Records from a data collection

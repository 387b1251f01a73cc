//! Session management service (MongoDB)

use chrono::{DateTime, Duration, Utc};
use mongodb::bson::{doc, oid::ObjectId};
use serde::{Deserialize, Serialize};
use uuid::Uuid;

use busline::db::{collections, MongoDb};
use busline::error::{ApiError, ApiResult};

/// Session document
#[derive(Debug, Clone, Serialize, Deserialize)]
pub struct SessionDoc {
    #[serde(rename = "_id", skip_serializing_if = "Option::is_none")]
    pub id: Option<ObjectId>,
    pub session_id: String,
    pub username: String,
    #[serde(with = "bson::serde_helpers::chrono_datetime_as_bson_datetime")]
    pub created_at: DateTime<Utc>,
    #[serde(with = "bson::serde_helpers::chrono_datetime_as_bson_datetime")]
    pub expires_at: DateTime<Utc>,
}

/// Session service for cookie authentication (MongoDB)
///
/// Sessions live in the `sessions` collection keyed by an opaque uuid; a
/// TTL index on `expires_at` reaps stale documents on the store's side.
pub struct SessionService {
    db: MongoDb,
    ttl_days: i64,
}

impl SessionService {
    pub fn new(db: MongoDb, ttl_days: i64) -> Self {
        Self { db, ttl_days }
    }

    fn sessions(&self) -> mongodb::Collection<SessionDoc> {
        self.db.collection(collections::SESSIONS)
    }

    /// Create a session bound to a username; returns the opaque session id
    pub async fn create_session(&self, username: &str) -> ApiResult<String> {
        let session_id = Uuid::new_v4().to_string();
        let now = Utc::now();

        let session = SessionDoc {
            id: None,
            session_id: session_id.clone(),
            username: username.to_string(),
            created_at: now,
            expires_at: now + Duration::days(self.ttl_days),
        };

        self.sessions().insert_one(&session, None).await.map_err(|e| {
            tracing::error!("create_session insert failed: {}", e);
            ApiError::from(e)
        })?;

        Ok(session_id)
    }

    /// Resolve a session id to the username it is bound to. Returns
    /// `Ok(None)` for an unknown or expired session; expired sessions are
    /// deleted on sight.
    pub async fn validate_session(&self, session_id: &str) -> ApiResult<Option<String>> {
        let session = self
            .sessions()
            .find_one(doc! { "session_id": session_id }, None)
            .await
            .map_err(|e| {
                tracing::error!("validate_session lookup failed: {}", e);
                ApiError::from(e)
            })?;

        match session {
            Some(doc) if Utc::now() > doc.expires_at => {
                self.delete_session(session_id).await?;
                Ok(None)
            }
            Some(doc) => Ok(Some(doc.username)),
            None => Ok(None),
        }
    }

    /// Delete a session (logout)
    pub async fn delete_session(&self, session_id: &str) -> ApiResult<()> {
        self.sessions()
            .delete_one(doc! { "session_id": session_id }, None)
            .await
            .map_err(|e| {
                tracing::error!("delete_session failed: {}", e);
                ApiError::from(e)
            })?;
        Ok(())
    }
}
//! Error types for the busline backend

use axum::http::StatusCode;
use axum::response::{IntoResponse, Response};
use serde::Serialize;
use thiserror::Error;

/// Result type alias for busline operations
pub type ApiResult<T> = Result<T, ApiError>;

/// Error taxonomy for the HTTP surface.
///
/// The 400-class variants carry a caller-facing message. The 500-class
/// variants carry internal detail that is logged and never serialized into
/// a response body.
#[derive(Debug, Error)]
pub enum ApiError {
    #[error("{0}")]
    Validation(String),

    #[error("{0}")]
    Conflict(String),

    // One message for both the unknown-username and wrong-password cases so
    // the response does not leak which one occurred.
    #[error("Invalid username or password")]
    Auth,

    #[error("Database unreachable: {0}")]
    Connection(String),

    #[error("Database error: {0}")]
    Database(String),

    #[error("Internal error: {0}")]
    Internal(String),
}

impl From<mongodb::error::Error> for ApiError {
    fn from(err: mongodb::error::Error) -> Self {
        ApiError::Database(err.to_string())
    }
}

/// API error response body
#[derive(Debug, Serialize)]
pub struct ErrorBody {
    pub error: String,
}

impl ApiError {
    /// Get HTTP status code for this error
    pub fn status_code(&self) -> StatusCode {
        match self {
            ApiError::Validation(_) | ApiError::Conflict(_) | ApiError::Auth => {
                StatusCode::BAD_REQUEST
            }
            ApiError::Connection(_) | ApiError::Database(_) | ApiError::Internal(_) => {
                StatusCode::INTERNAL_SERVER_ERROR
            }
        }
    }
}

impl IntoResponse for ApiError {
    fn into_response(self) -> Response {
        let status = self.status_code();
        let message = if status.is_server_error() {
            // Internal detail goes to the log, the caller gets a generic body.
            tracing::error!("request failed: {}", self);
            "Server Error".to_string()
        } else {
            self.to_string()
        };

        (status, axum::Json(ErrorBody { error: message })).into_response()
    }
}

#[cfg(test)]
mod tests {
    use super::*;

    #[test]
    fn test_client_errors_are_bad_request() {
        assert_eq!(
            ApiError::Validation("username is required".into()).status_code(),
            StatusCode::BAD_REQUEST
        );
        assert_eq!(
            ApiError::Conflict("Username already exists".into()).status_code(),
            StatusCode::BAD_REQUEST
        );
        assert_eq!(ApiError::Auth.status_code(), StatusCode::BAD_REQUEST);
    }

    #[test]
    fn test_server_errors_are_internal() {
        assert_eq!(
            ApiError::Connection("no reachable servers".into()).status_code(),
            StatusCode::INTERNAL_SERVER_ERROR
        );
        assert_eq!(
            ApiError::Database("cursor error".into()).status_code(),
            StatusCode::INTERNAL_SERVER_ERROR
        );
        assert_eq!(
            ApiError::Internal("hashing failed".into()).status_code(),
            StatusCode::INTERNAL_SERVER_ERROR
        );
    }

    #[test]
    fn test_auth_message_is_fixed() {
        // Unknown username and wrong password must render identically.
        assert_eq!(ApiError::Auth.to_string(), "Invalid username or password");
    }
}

- [Exercise]: Could you write out the full data verbatim?

- [Your solution]:
repository 387b1251f01a73cc
//! Session management service (MongoDB)

use chrono::{DateTime, Duration, Utc};
use mongodb::bson::{doc, oid::ObjectId};
use serde::{Deserialize, Serialize};
use uuid::Uuid;

use busline::db::{collections, MongoDb};
use busline::error::{ApiError, ApiResult};

/// Session document
#[derive(Debug, Clone, Serialize, Deserialize)]
pub struct SessionDoc {
    #[serde(rename = "_id", skip_serializing_if = "Option::is_none")]
    pub id: Option<ObjectId>,
    pub session_id: String,
    pub username: String,
    #[serde(with = "bson::serde_helpers::chrono_datetime_as_bson_datetime")]
    pub created_at: DateTime<Utc>,
    #[serde(with = "bson::serde_helpers::chrono_datetime_as_bson_datetime")]
    pub expires_at: DateTime<Utc>,
}

/// Session service for cookie authentication (MongoDB)
///
/// Sessions live in the `sessions` collection keyed by an opaque uuid; a
/// TTL index on `expires_at` reaps stale documents on the store's side.
pub struct SessionService {
    db: MongoDb,
    ttl_days: i64,
}

impl SessionService {
    pub fn new(db: MongoDb, ttl_days: i64) -> Self {
        Self { db, ttl_days }
    }

    fn sessions(&self) -> mongodb::Collection<SessionDoc> {
        self.db.collection(collections::SESSIONS)
    }

    /// Create a session bound to a username; returns the opaque session id
    pub async fn create_session(&self, username: &str) -> ApiResult<String> {
        let session_id = Uuid::new_v4().to_string();
        let now = Utc::now();

        let session = SessionDoc {
            id: None,
            session_id: session_id.clone(),
            username: username.to_string(),
            created_at: now,
            expires_at: now + Duration::days(self.ttl_days),
        };

        self.sessions().insert_one(&session, None).await.map_err(|e| {
            tracing::error!("create_session insert failed: {}", e);
            ApiError::from(e)
        })?;

        Ok(session_id)
    }

    /// Resolve a session id to the username it is bound to. Returns
    /// `Ok(None)` for an unknown or expired session; expired sessions are
    /// deleted on sight.
    pub async fn validate_session(&self, session_id: &str) -> ApiResult<Option<String>> {
        let session = self
            .sessions()
            .find_one(doc! { "session_id": session_id }, None)
            .await
            .map_err(|e| {
                tracing::error!("validate_session lookup failed: {}", e);
                ApiError::from(e)
            })?;

        match session {
            Some(doc) if Utc::now() > doc.expires_at => {
                self.delete_session(session_id).await?;
                Ok(None)
            }
            Some(doc) => Ok(Some(doc.username)),
            None => Ok(None),
        }
    }

    /// Delete a session (logout)
    pub async fn delete_session(&self, session_id: &str) -> ApiResult<()> {
        self.sessions()
            .delete_one(doc! { "session_id": session_id }, None)
            .await
            .map_err(|e| {
                tracing::error!("delete_session failed: {}", e);
                ApiError::from(e)
            })?;
        Ok(())
    }
}
//! Error types for the busline backend

use axum::http::StatusCode;
use axum::response::{IntoResponse, Response};
use serde::Serialize;
use thiserror::Error;

/// Result type alias for busline operations
pub type ApiResult<T> = Result<T, ApiError>;

/// Error taxonomy for the HTTP surface.
///
/// The 400-class variants carry a caller-facing message. The 500-class
/// variants carry internal detail that is logged and never serialized into
/// a response body.
#[derive(Debug, Error)]
pub enum ApiError {
    #[error("{0}")]
    Validation(String),

    #[error("{0}")]
    Conflict(String),

    // One message for both the unknown-username and wrong-password cases so
    // the response does not leak which one occurred.
    #[error("Invalid username or password")]
    Auth,

    #[error("Database unreachable: {0}")]
    Connection(String),

    #[error("Database error: {0}")]
    Database(String),

    #[error("Internal error: {0}")]
    Internal(String),
}

impl From<mongodb::error::Error> for ApiError {
    fn from(err: mongodb::error::Error) -> Self {
        ApiError::Database(err.to_string())
    }
}

/// API error response body
#[derive(Debug, Serialize)]
pub struct ErrorBody {
    pub error: String,
}

impl ApiError {
    /// Get HTTP status code for this error
    pub fn status_code(&self) -> StatusCode {
        match self {
            ApiError::Validation(_) | ApiError::Conflict(_) | ApiError::Auth => {
                StatusCode::BAD_REQUEST
            }
            ApiError::Connection(_) | ApiError::Database(_) | ApiError::Internal(_) => {
                StatusCode::INTERNAL_SERVER_ERROR
            }
        }
    }
}

impl IntoResponse for ApiError {
    fn into_response(self) -> Response {
        let status = self.status_code();
        let message = if status.is_server_error() {
            // Internal detail goes to the log, the caller gets a generic body.
            tracing::error!("request failed: {}", self);
            "Server Error".to_string()
        } else {
            self.to_string()
        };

        (status, axum::Json(ErrorBody { error: message })).into_response()
    }
}

#[cfg(test)]
mod tests {
    use super::*;

    #[test]
    fn test_client_errors_are_bad_request() {
        assert_eq!(
            ApiError::Validation("username is required".into()).status_code(),
            StatusCode::BAD_REQUEST
        );
        assert_eq!(
            ApiError::Conflict("Username already exists".into()).status_code(),
            StatusCode::BAD_REQUEST
        );
        assert_eq!(ApiError::Auth.status_code(), StatusCode::BAD_REQUEST);
    }

    #[test]
    fn test_server_errors_are_internal() {
        assert_eq!(
            ApiError::Connection("no reachable servers".into()).status_code(),
            StatusCode::INTERNAL_SERVER_ERROR
        );
        assert_eq!(
            ApiError::Database("cursor error".into()).status_code(),
            StatusCode::INTERNAL_SERVER_ERROR
        );
        assert_eq!(
            ApiError::Internal("hashing failed".into()).status_code(),
            StatusCode::INTERNAL_SERVER_ERROR
        );
    }

    #[test]
    fn test_auth_message_is_fixed() {
        // Unknown username and wrong password must render identically.
        assert_eq!(ApiError::Auth.to_string(), "Invalid username or password");
    }
}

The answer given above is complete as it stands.